+++ Input for this task
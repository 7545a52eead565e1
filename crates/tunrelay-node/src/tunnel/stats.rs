//! Byte counters for tunnel traffic.

use std::sync::atomic::{AtomicU64, Ordering};

/// Totals across all sessions since the node started.
#[derive(Debug, Default)]
pub struct TrafficStats {
    /// Client→overlay bytes forwarded.
    pub uplink_bytes: AtomicU64,
    /// Overlay→client bytes delivered.
    pub downlink_bytes: AtomicU64,
}

impl TrafficStats {
    pub fn new() -> Self {
        Self::default()
    }

    pub fn record_uplink(&self, n: usize) {
        self.uplink_bytes.fetch_add(n as u64, Ordering::Relaxed);
    }

    pub fn record_downlink(&self, n: usize) {
        self.downlink_bytes.fetch_add(n as u64, Ordering::Relaxed);
    }

    /// `download <n> upload <n>`, from the client's point of view.
    pub fn summary(&self) -> String {
        format!(
            "download {} upload {}",
            byte_count_iec(self.downlink_bytes.load(Ordering::Relaxed)),
            byte_count_iec(self.uplink_bytes.load(Ordering::Relaxed)),
        )
    }
}

/// Human-readable size in binary units: `512 B`, `1.5 KiB`, `3.0 MiB`.
pub fn byte_count_iec(bytes: u64) -> String {
    const UNIT: u64 = 1024;
    if bytes < UNIT {
        return format!("{bytes} B");
    }
    let mut div = UNIT;
    let mut exp = 0;
    let mut n = bytes / UNIT;
    while n >= UNIT {
        div *= UNIT;
        exp += 1;
        n /= UNIT;
    }
    let prefix = ['K', 'M', 'G', 'T', 'P', 'E'][exp];
    format!("{:.1} {prefix}iB", bytes as f64 / div as f64)
}
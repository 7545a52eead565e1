//! Node configuration: TOML file + CLI overrides.

use crate::overlay::table::PeerEntry;
use serde::Deserialize;
use std::path::{Path, PathBuf};
use std::time::Duration;
use tracing::info;
use tunrelay_core::{PeerId, RelayError, RelayResult};

/// Top-level config file structure.
#[derive(Debug, Clone, Default, Deserialize)]
pub struct ConfigFile {
    #[serde(default)]
    pub node: NodeSection,
    #[serde(default)]
    pub gateway: GatewaySection,
    #[serde(default)]
    pub peers: Vec<PeerSection>,
    #[serde(default)]
    pub groups: Vec<GroupSection>,
}

/// `[node]` section of the config TOML.
#[derive(Debug, Clone, Deserialize)]
pub struct NodeSection {
    /// Hex overlay address. Derived from `overlay_addr` when absent.
    pub id: Option<String>,
    #[serde(default = "default_overlay_addr")]
    pub overlay_addr: String,
    #[serde(default = "default_true")]
    pub relay: bool,
    #[serde(default = "default_dial_timeout_ms")]
    pub dial_timeout_ms: u64,
}

impl Default for NodeSection {
    fn default() -> Self {
        Self {
            id: None,
            overlay_addr: default_overlay_addr(),
            relay: true,
            dial_timeout_ms: default_dial_timeout_ms(),
        }
    }
}

/// `[gateway]` section of the config TOML.
#[derive(Debug, Clone, Deserialize)]
pub struct GatewaySection {
    #[serde(default = "default_true")]
    pub enabled: bool,
    #[serde(default = "default_gateway_addr")]
    pub addr: String,
}

impl Default for GatewaySection {
    fn default() -> Self {
        Self {
            enabled: true,
            addr: default_gateway_addr(),
        }
    }
}

/// One `[[peers]]` entry.
#[derive(Debug, Clone, Deserialize)]
pub struct PeerSection {
    pub id: String,
    pub addr: Option<String>,
    pub via: Option<String>,
}

/// One `[[groups]]` entry.
#[derive(Debug, Clone, Deserialize)]
pub struct GroupSection {
    pub name: String,
    #[serde(default)]
    pub nodes: Vec<String>,
}

fn default_overlay_addr() -> String {
    "0.0.0.0:1634".to_string()
}
fn default_gateway_addr() -> String {
    "0.0.0.0:1638".to_string()
}
fn default_dial_timeout_ms() -> u64 {
    5000
}
fn default_true() -> bool {
    true
}

/// Command-line values that take precedence over the file.
#[derive(Debug, Clone, Default)]
pub struct CliOverrides {
    pub gateway_addr: Option<String>,
    pub overlay_addr: Option<String>,
    pub peer_id: Option<String>,
    pub disable_gateway: bool,
    pub disable_relay: bool,
}

/// Resolved node configuration (ids parsed, CLI overrides applied).
#[derive(Debug, Clone)]
pub struct NodeConfig {
    pub peer_id: PeerId,
    pub overlay_addr: String,
    pub relay: bool,
    pub dial_timeout: Duration,
    pub gateway_enabled: bool,
    pub gateway_addr: String,
    pub peers: Vec<PeerEntry>,
    pub groups: Vec<(String, Vec<PeerId>)>,
}

impl NodeConfig {
    /// Load config from TOML file, then apply CLI overrides.
    pub fn load(config_path: Option<&Path>, cli: CliOverrides) -> RelayResult<Self> {
        let file_config = match config_path {
            Some(path) => {
                let expanded = expand_tilde(path);
                if expanded.exists() {
                    info!(path = %expanded.display(), "loading config file");
                    let content = std::fs::read_to_string(&expanded)?;
                    parse(&content)?
                } else {
                    info!(path = %expanded.display(), "config file not found, using defaults");
                    ConfigFile::default()
                }
            }
            None => ConfigFile::default(),
        };

        Self::resolve(file_config, cli)
    }

    /// Merge `file` with `cli` and parse every peer address.
    pub fn resolve(file: ConfigFile, cli: CliOverrides) -> RelayResult<Self> {
        let overlay_addr = cli.overlay_addr.unwrap_or(file.node.overlay_addr);
        let peer_id = match cli.peer_id.or(file.node.id) {
            Some(hex) => PeerId::parse_hex(&hex)?,
            None => PeerId::derive(overlay_addr.as_bytes()),
        };

        let peers = file
            .peers
            .iter()
            .map(|p| {
                Ok(PeerEntry {
                    id: PeerId::parse_hex(&p.id)?,
                    addr: p.addr.clone(),
                    via: p.via.as_deref().map(PeerId::parse_hex).transpose()?,
                })
            })
            .collect::<RelayResult<Vec<_>>>()?;

        let groups = file
            .groups
            .iter()
            .map(|g| {
                let nodes = g
                    .nodes
                    .iter()
                    .map(|n| PeerId::parse_hex(n))
                    .collect::<RelayResult<Vec<_>>>()?;
                Ok((g.name.clone(), nodes))
            })
            .collect::<RelayResult<Vec<_>>>()?;

        Ok(Self {
            peer_id,
            overlay_addr,
            relay: file.node.relay && !cli.disable_relay,
            dial_timeout: Duration::from_millis(file.node.dial_timeout_ms),
            gateway_enabled: file.gateway.enabled && !cli.disable_gateway,
            gateway_addr: cli.gateway_addr.unwrap_or(file.gateway.addr),
            peers,
            groups,
        })
    }
}

fn parse(content: &str) -> RelayResult<ConfigFile> {
    toml::from_str(content).map_err(|e| RelayError::Other(format!("config parse error: {e}")))
}

/// Expand `~` to the user's home directory.
fn expand_tilde(path: &Path) -> PathBuf {
    let s = path.to_string_lossy();
    if let Some(rest) = s.strip_prefix("~/") {
        if let Some(home) = dirs::home_dir() {
            return home.join(rest);
        }
    }
    path.to_path_buf()
}
//! One-shot control exchange over the overlay.
//!
//! A call resolves its group once, then for each candidate opens a fresh
//! `control` stream, writes one [`ControlRequest`], reads one
//! [`ControlResponse`], and closes the stream whatever the outcome. Any
//! failure moves on to the next candidate; the first complete round-trip
//! wins. No timeout is applied here: deadlines belong to the stream
//! capability underneath.

use super::broker::StreamBroker;
use crate::groups::GroupResolver;
use crate::overlay::wire::{read_message, write_message};
use crate::overlay::BoxedStream;
use std::sync::Arc;
use tokio::io::AsyncWriteExt;
use tracing::{debug, info, warn};
use tunrelay_core::{ControlRequest, ControlResponse, PeerId, ProtocolTag, RelayError, RelayResult};

/// Runs control calls for the gateway.
pub struct ControlExchange {
    resolver: Arc<dyn GroupResolver>,
    broker: Arc<StreamBroker>,
}

impl ControlExchange {
    pub fn new(resolver: Arc<dyn GroupResolver>, broker: Arc<StreamBroker>) -> Self {
        Self { resolver, broker }
    }

    /// Send `(pattern, argument)` to a peer serving `group` and return the
    /// response body.
    ///
    /// # Errors
    ///
    /// - [`RelayError::NoCandidates`] if the group resolves to nobody.
    /// - [`RelayError::Unavailable`] if every candidate failed.
    pub async fn call(&self, group: &str, pattern: &str, argument: &str) -> RelayResult<String> {
        let candidates = self.resolver.resolve(group).await?;
        let request = ControlRequest {
            pattern: pattern.to_string(),
            argument: argument.to_string(),
        };

        for peer in candidates {
            match self.attempt(peer, &request).await {
                Ok(response) => {
                    info!(
                        group = %group,
                        pattern = %pattern,
                        peer = %peer.short(),
                        "control call answered"
                    );
                    return Ok(response.body);
                }
                Err(e) => {
                    warn!(
                        group = %group,
                        pattern = %pattern,
                        peer = %peer.short(),
                        error = %e,
                        "control candidate failed"
                    );
                }
            }
        }

        Err(RelayError::Unavailable)
    }

    /// One round-trip against one candidate on its own stream.
    async fn attempt(&self, peer: PeerId, request: &ControlRequest) -> RelayResult<ControlResponse> {
        let mut stream = self.broker.open(peer, ProtocolTag::Control).await?;
        let result = exchange(&mut stream, request).await;
        if let Err(e) = stream.shutdown().await {
            debug!(peer = %peer.short(), error = %e, "control stream close failed");
        }
        result
    }
}

async fn exchange(
    stream: &mut BoxedStream,
    request: &ControlRequest,
) -> RelayResult<ControlResponse> {
    write_message(stream, request).await?;
    read_message(stream).await
}

#[cfg(test)]
mod tests {
    use super::*;
    use crate::testutil::{peer, MockOverlay, StaticResolver};
    use tokio::io::AsyncReadExt;

    fn exchange_over(
        overlay: MockOverlay,
        group: &str,
        members: &[&str],
    ) -> (ControlExchange, Arc<MockOverlay>, Arc<StaticResolver>) {
        let overlay = Arc::new(overlay);
        let members = members.iter().map(|m| peer(m)).collect();
        let resolver = Arc::new(StaticResolver::new().group(group, members));
        let broker = Arc::new(StreamBroker::new(overlay.clone(), overlay.clone()));
        (ControlExchange::new(resolver.clone(), broker), overlay, resolver)
    }

    #[tokio::test]
    async fn no_candidates_contacts_nobody() {
        let (control, overlay, _) = exchange_over(MockOverlay::new(), "vpn", &[]);
        let err = control.call("vpn", "/test", "").await.unwrap_err();
        assert!(matches!(err, RelayError::NoCandidates(_)));
        assert!(overlay.attempts().is_empty());
    }

    #[tokio::test]
    async fn timed_out_candidate_never_sees_request() {
        let (control, overlay, resolver) = exchange_over(
            MockOverlay::new()
                .neighbor(peer("a"))
                .failing(peer("a"))
                .neighbor(peer("b"))
                .answers(peer("b"), "b says hi"),
            "vpn",
            &["a", "b"],
        );

        let body = control.call("vpn", "/test", "").await.unwrap();
        assert_eq!(body, "b says hi");

        let requests = overlay.requests();
        assert_eq!(requests.len(), 1);
        assert_eq!(requests[0].0, peer("b"));
        assert_eq!(requests[0].1.pattern, "/test");
        assert_eq!(overlay.attempts().len(), 2);
        assert_eq!(resolver.calls(), 1);
    }

    #[tokio::test]
    async fn nth_candidate_body_is_returned_unchanged() {
        let (control, overlay, _) = exchange_over(
            MockOverlay::new()
                .neighbor(peer("a"))
                .hangs_up(peer("a"))
                .remote(peer("b"))
                .failing(peer("b"))
                .remote(peer("c"))
                .answers(peer("c"), "172.16.0.23"),
            "vpn",
            &["a", "b", "c"],
        );

        let body = control.call("vpn", "/register/pick/ip", "").await.unwrap();
        assert_eq!(body, "172.16.0.23");
        assert_eq!(overlay.attempts().len(), 3);
    }

    #[tokio::test]
    async fn argument_is_forwarded() {
        let (control, overlay, _) = exchange_over(
            MockOverlay::new().neighbor(peer("a")).answers(peer("a"), "OK"),
            "vpn",
            &["a"],
        );

        control
            .call("vpn", "/register/delete/ip", "172.16.0.23")
            .await
            .unwrap();
        let requests = overlay.requests();
        assert_eq!(requests[0].1.argument, "172.16.0.23");
    }

    #[tokio::test]
    async fn all_candidates_failing_is_unavailable() {
        let (control, overlay, _) = exchange_over(
            MockOverlay::new()
                .neighbor(peer("a"))
                .hangs_up(peer("a"))
                .neighbor(peer("b"))
                .failing(peer("b")),
            "vpn",
            &["a", "b"],
        );

        let err = control.call("vpn", "/test", "").await.unwrap_err();
        assert!(matches!(err, RelayError::Unavailable));
        assert_eq!(err.to_string(), "failed");
        assert_eq!(overlay.attempts().len(), 2);
    }

    /// Wait for `control` to park its stream to `peer`.
    async fn far_end(overlay: &MockOverlay, peer: PeerId) -> tokio::io::DuplexStream {
        loop {
            if let Some(far) = overlay.take_far_end(peer) {
                return far;
            }
            tokio::task::yield_now().await;
        }
    }

    #[tokio::test]
    async fn stream_is_closed_after_successful_exchange() {
        let (control, overlay, _) =
            exchange_over(MockOverlay::new().neighbor(peer("a")), "vpn", &["a"]);
        let control = Arc::new(control);
        let call = tokio::spawn({
            let control = control.clone();
            async move { control.call("vpn", "/test", "").await }
        });

        let mut far = far_end(&overlay, peer("a")).await;
        let request: ControlRequest = read_message(&mut far).await.unwrap();
        assert_eq!(request.pattern, "/test");
        write_message(&mut far, &ControlResponse { body: "ok".into() }).await.unwrap();

        let mut buf = [0u8; 8];
        assert_eq!(far.read(&mut buf).await.unwrap(), 0);
        assert_eq!(call.await.unwrap().unwrap(), "ok");
        assert_eq!(overlay.shutdowns(), 1);
    }

    #[tokio::test]
    async fn stream_is_closed_after_failed_exchange() {
        let (control, overlay, _) =
            exchange_over(MockOverlay::new().neighbor(peer("a")), "vpn", &["a"]);
        let control = Arc::new(control);
        let call = tokio::spawn({
            let control = control.clone();
            async move { control.call("vpn", "/test", "").await }
        });

        let mut far = far_end(&overlay, peer("a")).await;
        let _: ControlRequest = read_message(&mut far).await.unwrap();
        // Well-framed but undecodable response body.
        far.write_all(&[0, 0, 0, 4, 0xff, 0xff, 0xff, 0xff]).await.unwrap();

        let mut buf = [0u8; 8];
        assert_eq!(far.read(&mut buf).await.unwrap(), 0);
        assert!(matches!(call.await.unwrap(), Err(RelayError::Unavailable)));
        assert_eq!(overlay.shutdowns(), 1);
    }

    #[tokio::test]
    async fn each_call_uses_a_fresh_stream() {
        let (control, overlay, resolver) = exchange_over(
            MockOverlay::new().neighbor(peer("a")).answers(peer("a"), "pong"),
            "vpn",
            &["a"],
        );

        control.call("vpn", "/test", "").await.unwrap();
        control.call("vpn", "/test", "").await.unwrap();
        assert_eq!(overlay.attempts().len(), 2);
        assert_eq!(overlay.requests().len(), 2);
        assert_eq!(resolver.calls(), 2);
    }
}
//! Group membership and candidate resolution.
//!
//! A group names a set of peers that can service tunnel and control calls.
//! Configured groups come from the config file; observation groups are
//! added and removed at runtime through the gateway. Resolution filters the
//! members through the route table and hands back an immutable snapshot.

use crate::overlay::RouteTable;
use async_trait::async_trait;
use std::collections::HashMap;
use std::sync::Arc;
use tokio::sync::RwLock;
use tracing::{debug, info};
use tunrelay_core::{PeerId, RelayError, RelayResult};

/// Resolves a group name to the peers currently able to serve it.
#[async_trait]
pub trait GroupResolver: Send + Sync {
    /// Ordered candidates for `group`. Fails with
    /// [`RelayError::NoCandidates`] when none is reachable.
    async fn resolve(&self, group: &str) -> RelayResult<Vec<PeerId>>;
}

/// How a group entered the registry.
#[derive(Debug, Clone, Copy, PartialEq, Eq)]
pub enum GroupKind {
    /// Listed in the config file.
    Configured,
    /// Registered at runtime via `/observe/add/group`.
    Observe,
}

/// A named set of peers.
#[derive(Debug, Clone)]
pub struct GroupEntry {
    pub name: String,
    pub kind: GroupKind,
    /// Members in preference order.
    pub nodes: Vec<PeerId>,
    /// Number of members the node tries to keep connected.
    pub keep_connected: usize,
}

/// In-memory registry of groups.
pub struct GroupRegistry {
    groups: RwLock<HashMap<String, GroupEntry>>,
    routes: Arc<dyn RouteTable>,
}

impl GroupRegistry {
    pub fn new(routes: Arc<dyn RouteTable>) -> Self {
        Self {
            groups: RwLock::new(HashMap::new()),
            routes,
        }
    }

    /// Add a configured group.
    pub async fn add_configured(&self, name: String, nodes: Vec<PeerId>) {
        self.insert(name, GroupKind::Configured, nodes).await;
    }

    /// Register (or replace) an observation group.
    pub async fn add_observe_group(&self, name: String, nodes: Vec<PeerId>) {
        self.insert(name, GroupKind::Observe, nodes).await;
    }

    async fn insert(&self, name: String, kind: GroupKind, nodes: Vec<PeerId>) {
        let entry = GroupEntry {
            name: name.clone(),
            kind,
            keep_connected: nodes.len(),
            nodes,
        };
        info!(group = %name, kind = ?kind, members = entry.nodes.len(), "group registered");
        self.groups.write().await.insert(name, entry);
    }

    /// Remove a group of the given kind.
    pub async fn remove_group(&self, name: &str, kind: GroupKind) -> RelayResult<()> {
        let mut groups = self.groups.write().await;
        match groups.get(name) {
            Some(entry) if entry.kind == kind => {
                groups.remove(name);
                info!(group = %name, kind = ?kind, "group removed");
                Ok(())
            }
            _ => Err(RelayError::GroupNotFound(name.to_string())),
        }
    }

    pub async fn get(&self, name: &str) -> Option<GroupEntry> {
        self.groups.read().await.get(name).cloned()
    }
}

#[async_trait]
impl GroupResolver for GroupRegistry {
    async fn resolve(&self, group: &str) -> RelayResult<Vec<PeerId>> {
        let groups = self.groups.read().await;
        let entry = groups
            .get(group)
            .ok_or_else(|| RelayError::NoCandidates(group.to_string()))?;

        let candidates: Vec<PeerId> = entry
            .nodes
            .iter()
            .filter(|peer| self.routes.is_reachable(peer))
            .copied()
            .collect();

        if candidates.is_empty() {
            debug!(group = %group, members = entry.nodes.len(), "no reachable members");
            return Err(RelayError::NoCandidates(group.to_string()));
        }
        Ok(candidates)
    }
}
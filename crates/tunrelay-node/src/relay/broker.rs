//! Stream broker: opens a tagged overlay stream to the first candidate that
//! accepts one.
//!
//! For each candidate the broker asks the route table whether the peer is a
//! neighbor and requests a direct stream if so, or a relay-chained stream
//! otherwise. A failed candidate is logged and skipped, never retried; the
//! first success ends the walk and later candidates are not contacted.

use crate::overlay::{BoxedStream, RouteTable, Streamer};
use std::sync::Arc;
use tracing::{debug, info, warn};
use tunrelay_core::{PeerId, ProtocolTag, RelayError, RelayResult};

/// Coordinates stream establishment over the overlay.
pub struct StreamBroker {
    routes: Arc<dyn RouteTable>,
    streamer: Arc<dyn Streamer>,
}

impl StreamBroker {
    /// Create a broker over the given route table and stream capability.
    pub fn new(routes: Arc<dyn RouteTable>, streamer: Arc<dyn Streamer>) -> Self {
        Self { routes, streamer }
    }

    /// Open one stream to `peer`: direct if it is a neighbor, through a relay
    /// chain otherwise. Exactly one establishment attempt is made.
    pub async fn open(&self, peer: PeerId, tag: ProtocolTag) -> RelayResult<BoxedStream> {
        if self.routes.is_neighbor(&peer) {
            debug!(peer = %peer.short(), tag = %tag, "opening direct stream");
            self.streamer.new_stream(peer, tag).await
        } else {
            debug!(peer = %peer.short(), tag = %tag, "opening relay-chained stream");
            self.streamer.new_relay_stream(peer, tag).await
        }
    }

    /// Walk `candidates` in order and return the first stream that opens,
    /// together with the peer it is bound to.
    ///
    /// # Errors
    ///
    /// [`RelayError::NoRouteAvailable`] once every candidate has failed (or
    /// immediately, for an empty list).
    pub async fn establish(
        &self,
        candidates: &[PeerId],
        tag: ProtocolTag,
    ) -> RelayResult<(BoxedStream, PeerId)> {
        for &peer in candidates {
            match self.open(peer, tag).await {
                Ok(stream) => {
                    info!(peer = %peer.short(), tag = %tag, "stream established");
                    return Ok((stream, peer));
                }
                Err(e) => {
                    warn!(peer = %peer.short(), tag = %tag, error = %e, "candidate failed");
                }
            }
        }

        warn!(tag = %tag, candidates = candidates.len(), "no route available");
        Err(RelayError::NoRouteAvailable)
    }
}
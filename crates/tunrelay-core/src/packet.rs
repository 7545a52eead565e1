//! Payload classification for tunnel traffic.
//!
//! The forwarding loops only ask one question of each payload: does it carry a
//! recognizable source (uplink) or destination (downlink) key? The answer
//! decides forward vs. drop and nothing else is remembered.

use std::fmt;
use std::net::{Ipv4Addr, Ipv6Addr};

/// Flow identity extracted from a payload, used only for filtering.
#[derive(Debug, Clone, PartialEq, Eq, Hash)]
pub struct PacketKey(String);

impl PacketKey {
    pub fn as_str(&self) -> &str {
        &self.0
    }
}

impl fmt::Display for PacketKey {
    fn fmt(&self, f: &mut fmt::Formatter<'_>) -> fmt::Result {
        f.write_str(&self.0)
    }
}

/// Extracts flow keys from raw tunnel payloads.
pub trait PacketClassifier: Send + Sync {
    /// Key of a payload travelling from the client into the overlay.
    fn source_key(&self, payload: &[u8]) -> Option<PacketKey>;

    /// Key of a payload travelling from the overlay back to the client.
    fn destination_key(&self, payload: &[u8]) -> Option<PacketKey>;
}

const IPV4_HEADER_LEN: usize = 20;
const IPV6_HEADER_LEN: usize = 40;

/// Classifier for bare IPv4/IPv6 packets (no link-layer framing).
///
/// The source key is `"src->dst"`; the destination key is the reverse
/// direction `"dst->src"`, so a reply packet maps onto the key of the request
/// that caused it.
#[derive(Debug, Clone, Copy, Default)]
pub struct IpClassifier;

/// Source and destination address of an IP packet, as text.
fn addresses(packet: &[u8]) -> Option<(String, String)> {
    let version = packet.first()? >> 4;
    match version {
        4 if packet.len() >= IPV4_HEADER_LEN => {
            let src = Ipv4Addr::new(packet[12], packet[13], packet[14], packet[15]);
            let dst = Ipv4Addr::new(packet[16], packet[17], packet[18], packet[19]);
            Some((src.to_string(), dst.to_string()))
        }
        6 if packet.len() >= IPV6_HEADER_LEN => {
            let mut src = [0u8; 16];
            let mut dst = [0u8; 16];
            src.copy_from_slice(&packet[8..24]);
            dst.copy_from_slice(&packet[24..40]);
            Some((
                Ipv6Addr::from(src).to_string(),
                Ipv6Addr::from(dst).to_string(),
            ))
        }
        _ => None,
    }
}

impl PacketClassifier for IpClassifier {
    fn source_key(&self, payload: &[u8]) -> Option<PacketKey> {
        addresses(payload).map(|(src, dst)| PacketKey(format!("{src}->{dst}")))
    }

    fn destination_key(&self, payload: &[u8]) -> Option<PacketKey> {
        addresses(payload).map(|(src, dst)| PacketKey(format!("{dst}->{src}")))
    }
}

/// Minimal IPv4 header for tests and diagnostics: 20 bytes, no options,
/// followed by `payload`. `None` if the total length does not fit in 16 bits.
pub fn ipv4_packet(src: Ipv4Addr, dst: Ipv4Addr, payload: &[u8]) -> Option<Vec<u8>> {
    let total = u16::try_from(IPV4_HEADER_LEN + payload.len()).ok()?;
    let mut packet = vec![0u8; IPV4_HEADER_LEN];
    packet[0] = 0x45; // Version 4, IHL 5
    packet[2..4].copy_from_slice(&total.to_be_bytes());
    packet[8] = 64; // TTL
    packet[9] = 17; // UDP
    packet[12..16].copy_from_slice(&src.octets());
    packet[16..20].copy_from_slice(&dst.octets());
    packet.extend_from_slice(payload);
    Some(packet)
}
++++++
--- Assignment ---
The lines to reproduce run from the one containing "packet[0] = 0x45; // Version 4, IHL 5" to the last line of the listing; print them exactly, including both ends.

--- Task result ---
    packet[0] = 0x45; // Version 4, IHL 5
    packet[2..4].copy_from_slice(&total.to_be_bytes());
    packet[8] = 64; // TTL
    packet[9] = 17; // UDP
    packet[12..16].copy_from_slice(&src.octets());
    packet[16..20].copy_from_slice(&dst.octets());
    packet.extend_from_slice(payload);
    Some(packet)
}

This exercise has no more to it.